pub mod errors;
pub mod models;
pub mod utils;

pub use errors::FluencyError;
pub use models::{
    FamiliarityLevel,
    MinigameTier,
    Ranked,
    WordRecord,
};
pub use utils::{
    Clock,
    FixedClock,
    SystemClock,
};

* * *

• _Description of the task_
Output exactly the lines above, from the one holding "pub mod models;" through the end of the data, including the first and last.

• _Written solution_
pub mod models;
pub mod utils;

pub use errors::FluencyError;
pub use models::{
    FamiliarityLevel,
    MinigameTier,
    Ranked,
    WordRecord,
};
pub use utils::{
    Clock,
    FixedClock,
    SystemClock,
};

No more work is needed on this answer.